Saved entries
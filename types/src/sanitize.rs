//! Text sanitization for form fields.
//!
//! Pasted text can carry terminal escape sequences and control characters.
//! Field contents are echoed back into the page (headings, status lines), so
//! anything that could drive the terminal is removed before it is stored.

use std::borrow::Cow;

const ESC: char = '\x1b';
const BEL: char = '\x07';

/// Strip escape sequences and control characters from field input.
///
/// Tabs become spaces. Newlines are kept only when `multiline` is set; in a
/// single-line field they become spaces as well. `\r\n` and lone `\r` are
/// treated as a newline.
///
/// Returns `Cow::Borrowed` when nothing needs to change.
///
/// ```
/// use skillscout_types::sanitize_field_text;
///
/// assert_eq!(sanitize_field_text("rust", false), "rust");
/// assert_eq!(sanitize_field_text("ru\x1b[31mst", false), "rust");
/// assert_eq!(sanitize_field_text("a\nb", false), "a b");
/// assert_eq!(sanitize_field_text("a\r\nb", true), "a\nb");
/// ```
#[must_use]
pub fn sanitize_field_text(input: &str, multiline: bool) -> Cow<'_, str> {
    if !input.chars().any(|c| needs_rewrite(c, multiline)) {
        return Cow::Borrowed(input);
    }

    let mut out = String::with_capacity(input.len());
    let mut chars = input.chars().peekable();

    while let Some(c) = chars.next() {
        match c {
            ESC => skip_sequence(&mut chars),
            '\t' => out.push(' '),
            '\r' => {
                if chars.peek() == Some(&'\n') {
                    chars.next();
                }
                out.push(if multiline { '\n' } else { ' ' });
            }
            '\n' => out.push(if multiline { '\n' } else { ' ' }),
            '\u{009b}' => skip_csi(&mut chars),
            c if c.is_control() => {}
            c => out.push(c),
        }
    }

    Cow::Owned(out)
}

fn needs_rewrite(c: char, multiline: bool) -> bool {
    match c {
        '\n' => !multiline,
        c => c.is_control(),
    }
}

fn skip_sequence<I: Iterator<Item = char>>(chars: &mut std::iter::Peekable<I>) {
    match chars.peek().copied() {
        Some('[') => {
            chars.next();
            skip_csi(chars);
        }
        Some(']' | 'P' | '^' | '_') => {
            chars.next();
            // String sequences end at BEL or ST (ESC \).
            while let Some(c) = chars.next() {
                if c == BEL {
                    break;
                }
                if c == ESC && chars.peek() == Some(&'\\') {
                    chars.next();
                    break;
                }
            }
        }
        Some('(' | ')' | '*' | '+' | '#' | ' ') => {
            chars.next();
            chars.next();
        }
        Some(c) if c.is_ascii_graphic() => {
            chars.next();
        }
        _ => {}
    }
}

fn skip_csi<I: Iterator<Item = char>>(chars: &mut std::iter::Peekable<I>) {
    while let Some(&c) = chars.peek() {
        if ('\x40'..='\x7e').contains(&c) {
            chars.next();
            return;
        }
        if !('\x20'..='\x3f').contains(&c) {
            return;
        }
        chars.next();
    }
}
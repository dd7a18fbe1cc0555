//! Search and contact state machines.
//!
//! Search: `Idle -> Loading -> (Populated | Empty)`.
//! Contact: `Idle -> (ErrorShown | Sending -> Sent)`; validation itself is
//! synchronous, so it never appears as a resting state.

use skillscout_core::ContactSubmission;
use skillscout_types::ValidationResult;

use crate::deferred::DeferredTask;

#[derive(Debug, Default)]
pub(crate) enum SearchState {
    #[default]
    Idle,
    /// Existence of the task proves a lookup is pending.
    Loading { skill: String, task: DeferredTask },
    Populated { skill: String },
    Empty { skill: String },
}

impl SearchState {
    pub(crate) fn phase(&self) -> SearchPhase {
        match self {
            SearchState::Idle => SearchPhase::Idle,
            SearchState::Loading { .. } => SearchPhase::Loading,
            SearchState::Populated { .. } => SearchPhase::Populated,
            SearchState::Empty { .. } => SearchPhase::Empty,
        }
    }

    pub(crate) fn skill(&self) -> Option<&str> {
        match self {
            SearchState::Idle => None,
            SearchState::Loading { skill, .. }
            | SearchState::Populated { skill }
            | SearchState::Empty { skill } => Some(skill),
        }
    }
}

#[derive(Debug, Default)]
pub(crate) enum ContactState {
    #[default]
    Idle,
    ErrorShown(ValidationResult),
    Sending {
        submission: ContactSubmission,
        task: DeferredTask,
    },
    Sent,
}

impl ContactState {
    pub(crate) fn phase(&self) -> ContactPhase {
        match self {
            ContactState::Idle => ContactPhase::Idle,
            ContactState::ErrorShown(_) => ContactPhase::ErrorShown,
            ContactState::Sending { .. } => ContactPhase::Sending,
            ContactState::Sent => ContactPhase::Sent,
        }
    }
}

/// Observable search phase.
#[derive(Debug, Clone, Copy, PartialEq, Eq)]
pub enum SearchPhase {
    Idle,
    Loading,
    Populated,
    Empty,
}

/// Observable contact form phase.
#[derive(Debug, Clone, Copy, PartialEq, Eq)]
pub enum ContactPhase {
    Idle,
    ErrorShown,
    Sending,
    Sent,
}
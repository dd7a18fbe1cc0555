//! SkillScout CLI - binary entry point and terminal session management.
//!
//! # Architecture
//!
//! The CLI bridges [`skillscout_engine`] (page state) and [`skillscout_tui`]
//! (rendering), providing RAII-based terminal management with guaranteed cleanup.
//!
//! ```text
//! main() -> TerminalSession::new() -> run_app() -> App + TUI
//! ```
//!
//! # Event Loop
//!
//! A fixed 8ms render cadence:
//!
//! 1. Wait for frame tick
//! 2. Drain input queue (non-blocking via [`skillscout_tui::InputPump`])
//! 3. Advance timers (`app.tick()`)
//! 4. Render frame
//! 5. Check for quit

use anyhow::Result;
use crossterm::{
    event::{DisableBracketedPaste, EnableBracketedPaste},
    execute,
    terminal::{EnterAlternateScreen, LeaveAlternateScreen, disable_raw_mode, enable_raw_mode},
};
use ratatui::prelude::*;
use std::{
    fs::{self, OpenOptions},
    io::{Stdout, Write, stdout},
    path::PathBuf,
    sync::Mutex,
    time::Duration,
};
use tracing_subscriber::{EnvFilter, fmt, prelude::*};

use skillscout_config::SkillScoutConfig;
use skillscout_engine::{App, AppOptions};
use skillscout_tui::{InputPump, SystemBrowser, draw, handle_events};

fn init_tracing() {
    let env_filter = EnvFilter::try_from_default_env().unwrap_or_else(|_| EnvFilter::new("info"));

    let (log_file, init_warnings) = open_log_file();

    if let Some((log_path, file)) = log_file {
        tracing_subscriber::registry()
            .with(fmt::layer().with_ansi(false).with_writer(Mutex::new(file)))
            .with(env_filter)
            .init();

        tracing::info!(path = %log_path.display(), "Logging initialized");
        for warning in init_warnings {
            tracing::warn!("{warning}");
        }
        return;
    }

    // If we can't open a log file, prefer "no logs" over corrupting the TUI
    // by writing to stdout/stderr.
    tracing_subscriber::registry().with(env_filter).init();
}

fn open_log_file() -> (Option<(PathBuf, std::fs::File)>, Vec<String>) {
    let mut warnings = Vec::new();

    for candidate in log_file_candidates() {
        if let Some(parent) = candidate.parent()
            && let Err(e) = fs::create_dir_all(parent)
        {
            warnings.push(format!(
                "Failed to create log dir {}: {e}",
                parent.display()
            ));
            continue;
        }

        match OpenOptions::new()
            .create(true)
            .append(true)
            .open(&candidate)
        {
            Ok(file) => return (Some((candidate, file)), warnings),
            Err(e) => {
                warnings.push(format!(
                    "Failed to open log file {}: {e}",
                    candidate.display()
                ));
            }
        }
    }

    (None, warnings)
}

fn log_file_candidates() -> Vec<PathBuf> {
    let mut candidates = Vec::new();

    // Primary: ~/.skillscout/logs/skillscout.log
    if let Some(data_dir) = skillscout_config::data_dir() {
        candidates.push(data_dir.join("logs").join("skillscout.log"));
    }

    // Fallback: ./.skillscout/logs/skillscout.log (useful in constrained environments)
    candidates.push(PathBuf::from(".skillscout").join("logs").join("skillscout.log"));

    candidates
}

fn load_config() -> Option<SkillScoutConfig> {
    match SkillScoutConfig::load() {
        Ok(config) => config,
        Err(err) => {
            tracing::warn!(path = %err.path().display(), "Ignoring config: {err}");
            None
        }
    }
}

/// RAII wrapper for terminal state with guaranteed cleanup on drop.
///
/// Manages raw mode, bracketed paste, and the alternate screen. On drop, all
/// terminal state is restored, so the terminal stays usable even after panics
/// or early returns.
struct TerminalSession {
    terminal: Terminal<CrosstermBackend<Stdout>>,
}

impl TerminalSession {
    fn new() -> Result<Self> {
        enable_raw_mode()?;

        let mut out = stdout();
        if let Err(err) = execute!(out, EnableBracketedPaste, EnterAlternateScreen) {
            let _ = disable_raw_mode();
            let _ = execute!(out, LeaveAlternateScreen, DisableBracketedPaste);
            return Err(err.into());
        }

        let terminal = match Terminal::new(CrosstermBackend::new(out)) {
            Ok(t) => t,
            Err(err) => {
                let _ = disable_raw_mode();
                let _ = execute!(stdout(), LeaveAlternateScreen, DisableBracketedPaste);
                return Err(err.into());
            }
        };

        Ok(Self { terminal })
    }
}

impl Drop for TerminalSession {
    fn drop(&mut self) {
        let _ = disable_raw_mode();
        let _ = execute!(
            self.terminal.backend_mut(),
            LeaveAlternateScreen,
            DisableBracketedPaste
        );
        let _ = self.terminal.show_cursor();
    }
}

#[tokio::main]
async fn main() -> Result<()> {
    init_tracing();

    let config = load_config();
    let mut app = App::new(AppOptions::from_config(config.as_ref()));
    tracing::info!(timings = ?app.timings(), "Starting SkillScout");

    let result = {
        let mut session = TerminalSession::new()?;
        run_app(&mut session.terminal, &mut app).await
    };

    if let Err(err) = &result {
        tracing::error!("Exiting on error: {err:?}");
        eprintln!("Error: {err:?}");
    }
    result
}

const FRAME_DURATION: Duration = Duration::from_millis(8);

async fn run_app<B>(terminal: &mut Terminal<B>, app: &mut App) -> Result<()>
where
    B: Backend + Write,
    B::Error: Send + Sync + 'static,
{
    let mut input = InputPump::new();
    let launcher = SystemBrowser;
    let mut frames = tokio::time::interval(FRAME_DURATION);
    frames.set_missed_tick_behavior(tokio::time::MissedTickBehavior::Skip);

    let result: Result<()> = loop {
        frames.tick().await;

        // Non-blocking input (drain queue only)
        let quit_now = match handle_events(app, &mut input, &launcher) {
            Ok(q) => q,
            Err(e) => break Err(e),
        };
        if quit_now {
            break Ok(());
        }

        app.tick();

        if let Err(e) = terminal.draw(|frame| draw(frame, app)) {
            break Err(e.into());
        }
    };

    input.shutdown().await;
    result
}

WHAT TO DO: Gather every line from the entries above where the word "Observable" appears, and copy them.

RESPONSE:
/// Observable search phase.
/// Observable contact form phase.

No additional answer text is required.